Section 301 did not go anywhere. The Supreme Court ruling was about IEEPA only. The 25% on most consumer-goods lists is intact, and USTR opened a new Section 301 investigation into Chinese industrial overcapacity in March.

De minimis is not coming back. The duty-free threshold for sub-$800 shipments was killed in 2025, and on June 23, 2026 CBP published proposed rules to keep it suspended indefinitely under the Tariff Act of 1930 — an authority the Supreme Court ruling does not touch. Do not build a 2026 strategy around direct-from-China small parcels becoming cheap again.

The July 24 Cliff

Section 122 has a hard statutory limit: 150 days, extendable only by Congress. The 10% surcharge expires July 24, 2026.

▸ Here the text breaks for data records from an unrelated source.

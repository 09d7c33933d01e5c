//! Text Measurement
//!
//! Utilities for measuring text dimensions in host cells.
//!
//! Cell width depends on Unicode character widths:
//! - ASCII characters: 1 cell
//! - CJK characters: 2 cells (fullwidth)
//! - Emoji: 2 cells (most)
//! - Zero-width characters: 0 cells
//!
//! Measurements use the unicode-width crate for accuracy.

use unicode_width::UnicodeWidthChar;

use crate::types::Size;

/// Measure the display width of a string in host cells.
///
/// Control characters have no width. Everything else is measured per
/// Unicode Standard Annex #11 via unicode-width.
pub fn string_width(s: &str) -> u16 {
    let mut width = 0u16;

    for c in s.chars() {
        let char_width = if c.is_control() {
            0
        } else {
            c.width().unwrap_or(0) as u16
        };
        width = width.saturating_add(char_width);
    }

    width
}

/// Measure the natural content extents of unwrapped text.
///
/// The content is laid out as-is (no soft wrapping - the widget's underlying
/// control preserves whitespace), so the natural size is the widest line by
/// the number of lines. A trailing newline opens a new empty line and counts
/// toward the height. Empty text measures 0x0.
pub fn content_size(text: &str) -> Size {
    if text.is_empty() {
        return Size::ZERO;
    }

    let mut width = 0u16;
    let mut lines = 0u16;

    // split('\n') yields the empty segment after a trailing newline,
    // which is exactly the extra line the host control shows.
    for line in text.split('\n') {
        lines = lines.saturating_add(1);
        width = width.max(string_width(line));
    }

    Size::new(width, lines)
}
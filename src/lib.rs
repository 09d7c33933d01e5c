//! # scrawl-shell
//!
//! Embedding shell for the Scrawl visual editor.
//!
//! The editor application itself is an opaque collaborator: it renders its
//! own views, owns its history model, and is reached only through a narrow
//! message-port boundary. This crate is the thin shell around it:
//!
//! - routes global keyboard shortcuts to the editor's inbound port, while
//!   never stealing keys from a focused text input
//! - supplies the one custom widget the editor's views cannot express
//!   natively: an auto-growing monospace text box
//! - owns the mount lifecycle, deferring editor initialization by one frame
//!   so mount flags carry settled host geometry
//!
//! ## Architecture
//!
//! Everything runs single-threaded on the host's event loop. Page state
//! (listeners, focus, pending frames) lives in thread-local registries;
//! acquire/release pairs are explicit handles, never ambient singletons.
//!
//! ```text
//! host key event → keyboard registry → ShortcutRouter → editor port
//! editor markup → AutoSizeTextWidget → measure/resize → size-change event
//! ```
//!
//! ## Modules
//!
//! - [`types`] - Core types (Rect, Size)
//! - [`state`] - Keyboard listeners, focus classification, shortcut routing
//! - [`layout`] - Text measurement for self-sizing widgets
//! - [`primitives`] - The auto-size textarea widget
//! - [`pipeline`] - Frame scheduling and the mount lifecycle

pub mod layout;
pub mod pipeline;
pub mod primitives;
pub mod state;
pub mod types;

// Re-export commonly used items
pub use types::*;

pub use layout::{content_size, string_width};

pub use state::{
    // Focus
    ElementId, FocusRole,
    // Keyboard
    KeyHandler, KeyState, KeyboardEvent, Modifiers,
    // Shortcuts
    ShortcutRouter, ShortcutSink, format_shortcut, new_sink,
};

pub use primitives::{AutoSizeTextWidget, NativeTextArea, SubscriptionId, WIDGET_TAG};

pub use pipeline::{
    EditorApp, EmbedFlags, MAX_HISTORY_SIZE, MountPoint, Shell, ShellState, pending_frames,
    run_frame_callbacks, schedule_frame,
};
//! Layout - text measurement for self-sizing widgets.

pub mod text_measure;

pub use text_measure::{content_size, string_width};
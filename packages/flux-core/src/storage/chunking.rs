//! # Chunk Framing (C5)
//!
//! Splits a file into a lazy, finite, non-restartable stream of chunks and
//! reassembles them on the other side once every index has arrived.
//!
//! ## Wire form
//!
//! ```text
//! [ index: u32 LE ][ size: u32 LE ][ payload: size bytes ]
//! ```
//!
//! `size` carries the *pre-compression* logical length, even once a chunk
//! has been compressed by C6 — the receiver needs it to track progress
//! before it has decompressed anything.

use serde::{Deserialize, Serialize};
use std::collections::BTreeMap;

use crate::error::{Error, Result};

/// Default chunk size, in bytes, per the external configuration (§6).
pub const DEFAULT_CHUNK_SIZE: usize = 16 * 1024;

/// Length of the `[index][size]` header, in bytes.
pub const FRAME_HEADER_LEN: usize = 8;

/// Announces the chunks about to follow. Sent as the `file_metadata`
/// control message before the first chunk of a file.
#[derive(Debug, Clone, Serialize, Deserialize)]
pub struct ChunkMetadata {
    pub file_name: String,
    pub file_type: String,
    pub total_size: u64,
    pub chunk_size: usize,
    pub total_chunks: u32,
    pub compressed: bool,
}

impl ChunkMetadata {
    pub fn new(file_name: String, file_type: String, total_size: u64, chunk_size: usize) -> Self {
        let total_chunks = if total_size == 0 {
            0
        } else {
            ((total_size + chunk_size as u64 - 1) / chunk_size as u64) as u32
        };
        Self {
            file_name,
            file_type,
            total_size,
            chunk_size,
            total_chunks,
            compressed: false,
        }
    }
}

/// One framed slice of a file in flight.
#[derive(Debug, Clone, PartialEq, Eq)]
pub struct Chunk {
    pub index: u32,
    pub size: u32,
    pub payload: Vec<u8>,
}

/// Splits `data` into a sequence of [`Chunk`]s of at most `chunk_size`
/// bytes each. The last chunk may be smaller. `chunk_size` must be
/// nonzero.
pub fn chunk_stream(data: &[u8], chunk_size: usize) -> Result<Vec<Chunk>> {
    if chunk_size == 0 {
        return Err(Error::Malformed("chunk_size must be > 0".to_string()));
    }
    Ok(data
        .chunks(chunk_size)
        .enumerate()
        .map(|(i, window)| Chunk {
            index: i as u32,
            size: window.len() as u32,
            payload: window.to_vec(),
        })
        .collect())
}

/// Serializes a chunk to its wire form: `[index u32 LE][size u32 LE][payload]`.
pub fn serialize_chunk(chunk: &Chunk) -> Vec<u8> {
    let mut out = Vec::with_capacity(FRAME_HEADER_LEN + chunk.payload.len());
    out.extend_from_slice(&chunk.index.to_le_bytes());
    out.extend_from_slice(&chunk.size.to_le_bytes());
    out.extend_from_slice(&chunk.payload);
    out
}

/// Parses a chunk frame. Fails with [`Error::Malformed`] if the buffer is
/// shorter than the 8-byte header, or if the declared `size` overruns the
/// bytes actually present.
pub fn deserialize_chunk(bytes: &[u8]) -> Result<Chunk> {
    if bytes.len() < FRAME_HEADER_LEN {
        return Err(Error::Malformed(format!(
            "frame is {} bytes, shorter than the {}-byte header",
            bytes.len(),
            FRAME_HEADER_LEN
        )));
    }
    let index = u32::from_le_bytes(bytes[0..4].try_into().unwrap());
    let size = u32::from_le_bytes(bytes[4..8].try_into().unwrap());
    let payload = &bytes[FRAME_HEADER_LEN..];
    if size as usize > payload.len() {
        return Err(Error::Malformed(format!(
            "declared size {} exceeds {} payload bytes present",
            size,
            payload.len()
        )));
    }
    Ok(Chunk {
        index,
        size,
        payload: payload[..size as usize].to_vec(),
    })
}

/// Receiver-side accumulator: collects chunks by index (arbitrary arrival
/// order) for one in-flight file and reassembles once complete.
#[derive(Debug, Default)]
pub struct ChunkAccumulator {
    total_chunks: Option<u32>,
    chunks: BTreeMap<u32, Vec<u8>>,
    bytes_received: u64,
}

impl ChunkAccumulator {
    pub fn new(total_chunks: u32) -> Self {
        Self {
            total_chunks: Some(total_chunks),
            chunks: BTreeMap::new(),
            bytes_received: 0,
        }
    }

    /// Resets the accumulator for a new file, per `file_metadata`.
    pub fn reset(&mut self, total_chunks: u32) {
        self.total_chunks = Some(total_chunks);
        self.chunks.clear();
        self.bytes_received = 0;
    }

    /// Stores `chunk` by index. Returns `false` if this index was already
    /// stored (duplicate, benign under at-least-once retries).
    pub fn add_chunk(&mut self, chunk: Chunk) -> bool {
        if self.chunks.contains_key(&chunk.index) {
            return false;
        }
        self.bytes_received += chunk.payload.len() as u64;
        self.chunks.insert(chunk.index, chunk.payload);
        true
    }

    pub fn bytes_received(&self) -> u64 {
        self.bytes_received
    }

    pub fn is_complete(&self) -> bool {
        match self.total_chunks {
            Some(total) => self.chunks.len() as u32 == total,
            None => false,
        }
    }

    /// Indices in `[0, total_chunks)` not yet received.
    pub fn missing_chunks(&self) -> Vec<u32> {
        let Some(total) = self.total_chunks else {
            return Vec::new();
        };
        (0..total).filter(|i| !self.chunks.contains_key(i)).collect()
    }

    /// Fraction of chunks received, in `[0.0, 1.0]`.
    pub fn progress(&self) -> f64 {
        match self.total_chunks {
            Some(0) => 1.0,
            Some(total) => self.chunks.len() as f64 / total as f64,
            None => 0.0,
        }
    }

    /// Concatenates payloads in index order. Fails with [`Error::Incomplete`]
    /// if any index in `[0, total_chunks)` is still missing.
    pub fn merge(&self) -> Result<Vec<u8>> {
        let missing = self.missing_chunks();
        if !missing.is_empty() {
            return Err(Error::Incomplete(missing.len()));
        }
        let mut out = Vec::with_capacity(self.bytes_received as usize);
        for payload in self.chunks.values() {
            out.extend_from_slice(payload);
        }
        Ok(out)
    }

    /// Alias for [`Self::merge`] matching the "write the finished file"
    /// naming used at the call site.
    pub fn to_file(&self) -> Result<Vec<u8>> {
        self.merge()
    }
}

#[cfg(test)]
mod tests {
    use super::*;

    #[test]
    fn serialize_deserialize_round_trip() {
        let chunk = Chunk {
            index: 7,
            size: 5,
            payload: b"hello".to_vec(),
        };
        let bytes = serialize_chunk(&chunk);
        let parsed = deserialize_chunk(&bytes).unwrap();
        assert_eq!(parsed, chunk);
    }

    #[test]
    fn deserialize_rejects_short_frame() {
        let err = deserialize_chunk(&[1, 2, 3]).unwrap_err();
        assert!(matches!(err, Error::Malformed(_)));
    }

    #[test]
    fn deserialize_rejects_size_overrun() {
        let mut bytes = 0u32.to_le_bytes().to_vec();
        bytes.extend_from_slice(&100u32.to_le_bytes());
        bytes.extend_from_slice(b"short");
        let err = deserialize_chunk(&bytes).unwrap_err();
        assert!(matches!(err, Error::Malformed(_)));
    }

    #[test]
    fn chunk_stream_splits_with_smaller_last_chunk() {
        let data = b"0123456789ABCDE"; // 15 bytes
        let chunks = chunk_stream(data, 4).unwrap();
        assert_eq!(chunks.len(), 4);
        assert_eq!(chunks[3].payload, b"E");
        assert_eq!(chunks.iter().map(|c| c.index).collect::<Vec<_>>(), vec![0, 1, 2, 3]);
    }

    #[test]
    fn chunk_stream_rejects_zero_size() {
        assert!(chunk_stream(b"data", 0).is_err());
    }

    #[test]
    fn split_merge_round_trip() {
        let data = b"the quick brown fox jumps over the lazy dog";
        let chunks = chunk_stream(data, 6).unwrap();
        let mut acc = ChunkAccumulator::new(chunks.len() as u32);
        for chunk in chunks {
            assert!(acc.add_chunk(chunk));
        }
        assert!(acc.is_complete());
        assert_eq!(acc.merge().unwrap(), data);
    }

    #[test]
    fn accumulator_allows_out_of_order_arrival() {
        let data = b"ABCDEFGHIJKLMNOP";
        let mut chunks = chunk_stream(data, 4).unwrap();
        chunks.reverse();
        let mut acc = ChunkAccumulator::new(chunks.len() as u32);
        for chunk in chunks {
            acc.add_chunk(chunk);
        }
        assert_eq!(acc.merge().unwrap(), data);
    }

    #[test]
    fn duplicate_chunk_is_rejected() {
        let mut acc = ChunkAccumulator::new(2);
        let chunk = Chunk { index: 0, size: 1, payload: vec![1] };
        assert!(acc.add_chunk(chunk.clone()));
        assert!(!acc.add_chunk(chunk));
    }

    #[test]
    fn merge_fails_when_chunks_missing() {
        let mut acc = ChunkAccumulator::new(3);
        acc.add_chunk(Chunk { index: 0, size: 1, payload: vec![1] });
        let err = acc.merge().unwrap_err();
        match err {
            Error::Incomplete(n) => assert_eq!(n, 2),
            _ => panic!("expected Incomplete"),
        }
    }

    #[test]
    fn missing_chunks_lists_unreceived_indices() {
        let mut acc = ChunkAccumulator::new(3);
        acc.add_chunk(Chunk { index: 1, size: 1, payload: vec![1] });
        assert_eq!(acc.missing_chunks(), vec![0, 2]);
    }

    #[test]
    fn progress_tracks_fraction_received() {
        let mut acc = ChunkAccumulator::new(4);
        assert_eq!(acc.progress(), 0.0);
        acc.add_chunk(Chunk { index: 0, size: 1, payload: vec![1] });
        assert_eq!(acc.progress(), 0.25);
    }

    #[test]
    fn reset_clears_state_for_next_file() {
        let mut acc = ChunkAccumulator::new(1);
        acc.add_chunk(Chunk { index: 0, size: 1, payload: vec![1] });
        assert!(acc.is_complete());
        acc.reset(2);
        assert!(!acc.is_complete());
        assert_eq!(acc.missing_chunks(), vec![0, 1]);
    }

    #[test]
    fn empty_file_is_immediately_complete() {
        let acc = ChunkAccumulator::new(0);
        assert!(acc.is_complete());
        assert_eq!(acc.merge().unwrap(), Vec::<u8>::new());
    }
}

Nobody serious expects tariffs to just quietly end that day. The administration has floated raising the surcharge to the 15% statutory maximum, proposed new Section 301 actions covering some 60 trading partners in June, and is expanding Section 232 sectoral tariffs (metals, pharmaceuticals, and more in the pipeline). A trade court panel also struck down Section 122 itself in May — but the ruling only protects the three named plaintiffs while the appeal runs, so everyone else keeps paying.

What that means operationally: the tariff you pay on a container landing August 15 is genuinely unknowable today. It could be 0% + 301 if Section 122 lapses with no replacement. It could be 15% + 301. It could be a new country-specific Section 301 rate.

My take as an operator, not a lawyer: if you have a reorder decision pending, having goods clear customs before July 24 is the only scenario where you know your landed cost with certainty. After that date you are guessing. I would rather carry six extra weeks of inventory at a known cost than gamble a reorder on an unknown rate — run that math against your storage fees before you copy it.

What To Do This Week

  1. Find out who your IOR was on every 2025–2026 shipment. Own entity → file CAPE. DDP → email your forwarder about the refund today.
  2. Quantify the claim before deciding how much energy it deserves. Duties paid × months of IEEPA rates adds up faster than most sellers think — on $200K of imports at a 20% IEEPA rate, this is a $40K conversation.
  3. Re-run landed costs at 35% for China goods, not the 2025 panic rates. If you shelved a product last year because tariffs killed the margin, the math may work again — my true COGS breakdown is the framework I use.
  4. Time inbound shipments around July 24 if you can. Known cost before, unknown after.
  5. Keep sourcing flexibility. The China tariff playbook for FBA sellers covers negotiation levers with suppliers when rates move — most of it just became relevant again in the other direction.

The Bottom Line

For three years the tariff story has only moved one direction: up. This is the first structural reversal — the Supreme Court did not tweak a rate, it took an entire tariff-making tool away from the White House permanently. Money is flowing back to importers who paid attention, the effective rate on China goods dropped by 10–20 points, and the next regime has a hard deadline of July 24.

The sellers who win these windows are the ones who treat policy news as an operations task: find your IOR, file the claim, re-run the numbers, time the shipments. Two hours of admin this week could recover more than your best product launch netted last quarter.